[[ Given data open ]]
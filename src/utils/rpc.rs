use async_trait::async_trait;
use serde_json::json;
use solana_client::nonblocking::rpc_client::RpcClient;
use solana_client::rpc_request::RpcRequest;
use solana_client::rpc_response::RpcConfirmedTransactionStatusWithSignature;
use solana_sdk::{commitment_config::CommitmentConfig, pubkey::Pubkey, signature::Signature};
use solana_transaction_status::{EncodedConfirmedTransactionWithStatusMeta, UiTransactionEncoding};

use crate::utils::error::Result;

/// The two chain queries the monitor needs.
#[async_trait]
pub trait RpcProvider: Send + Sync {
    /// Signatures touching `address`, newest first. `before` is exclusive.
    async fn get_signatures_for_address(
        &self,
        address: &Pubkey,
        before: Option<Signature>,
        limit: usize,
        commitment: Option<CommitmentConfig>,
    ) -> Result<Vec<RpcConfirmedTransactionStatusWithSignature>>;

    /// Full transaction with logs, or `None` when the node does not know it
    /// (yet) at the requested commitment.
    async fn get_transaction(
        &self,
        signature: &Signature,
        commitment: Option<CommitmentConfig>,
    ) -> Result<Option<EncodedConfirmedTransactionWithStatusMeta>>;
}

/// [`RpcProvider`] over the nonblocking JSON-RPC client.
pub struct DefaultRpcProvider {
    client: RpcClient,
}

impl DefaultRpcProvider {
    /// Creates a provider for `rpc_url` whose requests default to `commitment`.
    pub fn new_with_commitment(rpc_url: &str, commitment: CommitmentConfig) -> Self {
        Self {
            client: RpcClient::new_with_commitment(rpc_url.to_string(), commitment),
        }
    }
}

#[async_trait]
impl RpcProvider for DefaultRpcProvider {
    async fn get_signatures_for_address(
        &self,
        address: &Pubkey,
        before: Option<Signature>,
        limit: usize,
        commitment: Option<CommitmentConfig>,
    ) -> Result<Vec<RpcConfirmedTransactionStatusWithSignature>> {
        let config = solana_client::rpc_client::GetConfirmedSignaturesForAddress2Config {
            before,
            until: None,
            limit: Some(limit),
            commitment,
        };
        Ok(self
            .client
            .get_signatures_for_address_with_config(address, config)
            .await?)
    }

    async fn get_transaction(
        &self,
        signature: &Signature,
        commitment: Option<CommitmentConfig>,
    ) -> Result<Option<EncodedConfirmedTransactionWithStatusMeta>> {
        // `get_transaction_with_config` turns a null result into an error;
        // sending the raw request keeps "not found" distinguishable.
        let config = solana_client::rpc_config::RpcTransactionConfig {
            encoding: Some(UiTransactionEncoding::Json),
            commitment: Some(commitment.unwrap_or_else(|| self.client.commitment())),
            max_supported_transaction_version: Some(0),
        };
        Ok(self
            .client
            .send(
                RpcRequest::GetTransaction,
                json!([signature.to_string(), config]),
            )
            .await?)
    }
}
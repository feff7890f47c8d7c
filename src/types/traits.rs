//! Decoder traits used by the log scanner's registry.

use crate::types::events::{EventDiscriminator, TradeEvent};
use crate::types::record::{TradeRecord, TxContext};
use crate::utils::error::Result;

/// Generic log decoder trait for custom parsing logic.
///
/// Implementors turn the bytes that follow an event discriminator into a
/// typed event.
pub trait LogDecoder<T>: Send + Sync {
    /// Decodes an event body.
    ///
    /// # Errors
    ///
    /// Returns `MonitorError::DecodingError` when the body is malformed.
    fn decode(&self, body: &[u8]) -> Result<T>;
}

/// A decoded event that can become a cache record.
pub trait RecordEvent: Send {
    /// Timestamp carried inside the payload, if the event has one.
    fn embedded_timestamp(&self) -> Option<i64>;

    /// Builds the stored record. `timestamp` has already been resolved by
    /// the scanner.
    fn into_record(self: Box<Self>, ctx: &TxContext, timestamp: i64, parsed_at: i64)
        -> TradeRecord;
}

/// Type-erased log decoder for the registry.
pub trait DynamicLogDecoder: Send + Sync {
    /// Event name, for logs and metrics.
    fn event_name(&self) -> &'static str;

    /// Discriminator this decoder claims.
    fn discriminator(&self) -> [u8; 8];

    /// Decodes an event body into a record-capable event.
    ///
    /// # Errors
    ///
    /// Propagates the typed decoder's error.
    fn decode_dynamic(&self, body: &[u8]) -> Result<Box<dyn RecordEvent>>;
}

impl<T> DynamicLogDecoder for Box<dyn LogDecoder<T>>
where
    T: EventDiscriminator + RecordEvent + 'static,
{
    fn event_name(&self) -> &'static str {
        T::NAME
    }

    fn discriminator(&self) -> [u8; 8] {
        T::discriminator()
    }

    fn decode_dynamic(&self, body: &[u8]) -> Result<Box<dyn RecordEvent>> {
        Ok(Box::new(self.decode(body)?))
    }
}

/// Borsh decoder for [`TradeEvent`].
#[derive(Debug, Default, Clone, Copy)]
pub struct TradeEventDecoder;

impl LogDecoder<TradeEvent> for TradeEventDecoder {
    fn decode(&self, body: &[u8]) -> Result<TradeEvent> {
        TradeEvent::decode(body)
    }
}

impl RecordEvent for TradeEvent {
    fn embedded_timestamp(&self) -> Option<i64> {
        Some(self.timestamp)
    }

    fn into_record(
        self: Box<Self>,
        ctx: &TxContext,
        timestamp: i64,
        parsed_at: i64,
    ) -> TradeRecord {
        let event = *self;
        TradeRecord {
            signature: ctx.signature.clone(),
            block_time: ctx.block_time.unwrap_or(0),
            slot: ctx.slot,
            id: event.id,
            user_id: event.user_id,
            fund_id: event.fund_id,
            trade_type: event.trade_type,
            amount: event.amount,
            price: event.price,
            timestamp,
            parsed_at,
        }
    }
}
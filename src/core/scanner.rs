//! Log scanner: finds `Program data:` payloads in a transaction's log lines
//! and turns the ones with a registered discriminator into trade records.

use crate::config::TimestampPolicy;
use crate::core::log_registry::LogDecoderRegistry;
use crate::types::record::{TradeRecord, TxContext};
use base64::{engine::general_purpose::STANDARD, Engine};

/// Prefix of the log lines Anchor uses for emitted events.
pub const PROGRAM_DATA_PREFIX: &str = "Program data: ";

/// Decodes event records out of raw transaction logs.
///
/// A malformed line never aborts the scan: undecodable base64, short buffers
/// and unknown discriminators are skipped quietly, and a payload that matches
/// a discriminator but fails to decode is skipped with a warning.
///
/// # Example
///
/// ```
/// use trade_event_monitor::{LogScanner, TxContext};
///
/// let scanner = LogScanner::default();
/// let ctx = TxContext { signature: "sig".into(), slot: 1, block_time: Some(1_700_000_000) };
/// let logs = vec!["Program log: Instruction: LogTrade".to_string()];
/// assert!(scanner.scan(&logs, &ctx).is_empty());
/// ```
pub struct LogScanner {
    registry: LogDecoderRegistry,
    policy: TimestampPolicy,
}

impl LogScanner {
    #[must_use]
    pub fn new(registry: LogDecoderRegistry, policy: TimestampPolicy) -> Self {
        Self { registry, policy }
    }

    pub fn registry(&self) -> &LogDecoderRegistry {
        &self.registry
    }

    pub fn policy(&self) -> &TimestampPolicy {
        &self.policy
    }

    /// Scans `logs` using the local clock for `parsedAt` and the future-skew check.
    #[must_use]
    pub fn scan(&self, logs: &[String], ctx: &TxContext) -> Vec<TradeRecord> {
        self.scan_at(logs, ctx, chrono::Utc::now().timestamp_millis())
    }

    /// Scans `logs` as if the wall clock read `now_ms`.
    #[must_use]
    pub fn scan_at(&self, logs: &[String], ctx: &TxContext, now_ms: i64) -> Vec<TradeRecord> {
        if !has_program_data(logs) {
            return Vec::new();
        }

        let mut records = Vec::new();
        for line in logs {
            let Some(encoded) = line.strip_prefix(PROGRAM_DATA_PREFIX) else {
                continue;
            };
            let Ok(bytes) = STANDARD.decode(encoded.trim()) else {
                tracing::debug!(signature = %ctx.signature, "Skipping non-base64 program data");
                continue;
            };
            if bytes.len() < 8 {
                continue;
            }

            let mut discriminator = [0u8; 8];
            discriminator.copy_from_slice(&bytes[..8]);
            let Some(decoder) = self.registry.lookup(&discriminator) else {
                continue;
            };

            match decoder.decode_dynamic(&bytes[8..]) {
                Ok(event) => {
                    self.registry.metrics().inc_hits();
                    let timestamp = resolve_timestamp(
                        &self.policy,
                        ctx.block_time,
                        event.embedded_timestamp(),
                        now_ms,
                    );
                    records.push(event.into_record(ctx, timestamp, now_ms));
                }
                Err(e) => {
                    self.registry.metrics().inc_decode_failures();
                    tracing::warn!(
                        signature = %ctx.signature,
                        event = decoder.event_name(),
                        error = %e,
                        "Matched event discriminator but payload did not decode"
                    );
                }
            }
        }
        records
    }
}

impl Default for LogScanner {
    fn default() -> Self {
        Self::new(LogDecoderRegistry::default(), TimestampPolicy::default())
    }
}

/// Cheap pre-check before any base64 work.
#[must_use]
pub fn has_program_data(logs: &[String]) -> bool {
    logs.iter().any(|line| line.starts_with(PROGRAM_DATA_PREFIX))
}

/// Whether the logs show `program_id` being invoked at any depth.
#[must_use]
pub fn invokes_program(logs: &[String], program_id: &str) -> bool {
    let needle = format!("Program {program_id} invoke");
    logs.iter().any(|line| line.starts_with(&needle))
}

/// Picks the record timestamp in seconds.
///
/// Block time wins whenever it is present and positive. Otherwise the
/// embedded value is used only if the policy allows it and it passes
/// [`is_plausible_seconds`]; failing that, the local clock is used.
#[must_use]
pub fn resolve_timestamp(
    policy: &TimestampPolicy,
    block_time: Option<i64>,
    embedded: Option<i64>,
    now_ms: i64,
) -> i64 {
    let now_secs = now_ms.div_euclid(1000);
    if let Some(block_time) = block_time.filter(|t| *t > 0) {
        return block_time;
    }
    match embedded {
        Some(ts)
            if policy.fallback_to_embedded && is_plausible_seconds(policy, ts, now_secs) =>
        {
            ts
        }
        Some(ts) => {
            tracing::debug!(embedded = ts, "Ignoring implausible embedded timestamp");
            now_secs
        }
        None => now_secs,
    }
}

/// Rejects non-positive values, values too large to be seconds, and values
/// beyond the allowed future skew.
#[must_use]
pub fn is_plausible_seconds(policy: &TimestampPolicy, ts: i64, now_secs: i64) -> bool {
    ts > 0
        && ts <= policy.max_plausible_secs
        && ts <= now_secs.saturating_add(policy.max_future_skew_secs)
}

#[cfg(test)]
mod tests {
    use super::*;
    use crate::types::events::{TradeEvent, TradeType};

    const NOW_MS: i64 = 1_760_000_000_000;

    fn ctx(block_time: Option<i64>) -> TxContext {
        TxContext {
            signature: "5j7s6NiJS3JAkvgkoc18WVAsiSaci2pxB2A6ueCJP4tprA2TFg9wSyTLeYouxPBJEMzJinENTkpA52YStRW5Dia7".to_string(),
            slot: 42,
            block_time,
        }
    }

    fn event(id: &str, timestamp: i64) -> TradeEvent {
        TradeEvent {
            id: id.to_string(),
            user_id: "user".to_string(),
            fund_id: "fund".to_string(),
            trade_type: TradeType::Buy,
            amount: 100,
            price: 150_000,
            timestamp,
        }
    }

    fn data_line(event: &TradeEvent) -> String {
        format!(
            "{PROGRAM_DATA_PREFIX}{}",
            STANDARD.encode(event.encode_with_discriminator().unwrap())
        )
    }

    #[test]
    fn test_block_time_overrides_embedded_timestamp() {
        let scanner = LogScanner::default();
        let logs = vec![data_line(&event("1", 1_234))];
        let records = scanner.scan_at(&logs, &ctx(Some(1_700_000_000)), NOW_MS);
        assert_eq!(records.len(), 1);
        assert_eq!(records[0].timestamp, 1_700_000_000);
        assert_eq!(records[0].block_time, 1_700_000_000);
        assert_eq!(records[0].slot, 42);
        assert_eq!(records[0].parsed_at, NOW_MS);
    }

    #[test]
    fn test_truncated_line_is_skipped() {
        let scanner = LogScanner::default();
        let mut truncated = event("2", 0).encode_with_discriminator().unwrap();
        truncated.truncate(20);
        let logs = vec![
            "Program log: Instruction: LogTrade".to_string(),
            data_line(&event("1", 0)),
            format!("{PROGRAM_DATA_PREFIX}{}", STANDARD.encode(truncated)),
        ];
        let records = scanner.scan_at(&logs, &ctx(Some(1_700_000_000)), NOW_MS);
        assert_eq!(records.len(), 1);
        assert_eq!(records[0].id, "1");
        assert_eq!(scanner.registry().metrics().snapshot().decode_failures, 1);
    }

    #[test]
    fn test_records_follow_log_order() {
        let scanner = LogScanner::default();
        let logs = vec![data_line(&event("a", 0)), data_line(&event("b", 0))];
        let ids: Vec<_> = scanner
            .scan_at(&logs, &ctx(Some(1)), NOW_MS)
            .into_iter()
            .map(|r| r.id)
            .collect();
        assert_eq!(ids, ["a", "b"]);
    }

    #[test]
    fn test_ignores_noise() {
        let scanner = LogScanner::default();
        let logs = vec![
            "Program data: !!!not-base64".to_string(),
            format!("{PROGRAM_DATA_PREFIX}{}", STANDARD.encode([1, 2, 3])),
            format!("{PROGRAM_DATA_PREFIX}{}", STANDARD.encode([9u8; 40])),
        ];
        assert!(scanner.scan_at(&logs, &ctx(None), NOW_MS).is_empty());
        assert_eq!(scanner.registry().metrics().snapshot().decode_failures, 0);
    }

    #[test]
    fn test_quick_reject() {
        let logs = vec!["Program log: hello".to_string()];
        assert!(!has_program_data(&logs));
        assert!(LogScanner::default().scan(&logs, &ctx(None)).is_empty());
    }

    #[test]
    fn test_embedded_timestamp_fallback() {
        let policy = TimestampPolicy::default();
        // Seconds value without block time is trusted.
        assert_eq!(
            resolve_timestamp(&policy, None, Some(1_700_000_000), NOW_MS),
            1_700_000_000
        );
        // Milliseconds mistaken for seconds fall back to the clock.
        assert_eq!(
            resolve_timestamp(&policy, None, Some(1_753_686_307_322), NOW_MS),
            NOW_MS / 1000
        );
        // Far future falls back to the clock.
        let future = NOW_MS / 1000 + 2 * 86_400;
        assert_eq!(resolve_timestamp(&policy, None, Some(future), NOW_MS), NOW_MS / 1000);
        // Zero block time counts as unknown.
        assert_eq!(resolve_timestamp(&policy, Some(0), Some(5), NOW_MS), 5);

        let strict = TimestampPolicy {
            fallback_to_embedded: false,
            ..policy
        };
        assert_eq!(
            resolve_timestamp(&strict, None, Some(1_700_000_000), NOW_MS),
            NOW_MS / 1000
        );
    }

    #[test]
    fn test_scan_without_block_time_uses_policy() {
        let scanner = LogScanner::default();
        let logs = vec![data_line(&event("ms", 1_753_686_307_322))];
        let records = scanner.scan_at(&logs, &ctx(None), NOW_MS);
        assert_eq!(records[0].timestamp, NOW_MS / 1000);
        assert_eq!(records[0].block_time, 0);
    }

    #[test]
    fn test_invokes_program() {
        let program = "EAJ7QiDXgXH31m57RhDFMHTkBrDzxrFpcN8xUkPUqHLi";
        let logs = vec![
            "Program ComputeBudget111111111111111111111111111111 invoke [1]".to_string(),
            format!("Program {program} invoke [1]"),
            format!("Program {program} success"),
        ];
        assert!(invokes_program(&logs, program));
        assert!(!invokes_program(&logs[..1], program));
    }
}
[[ Given data closed ]]
> **What needs to be done**: On how many lines above does the word "RpcRequest" appear? Only the number should be given.

> **Task output**: 2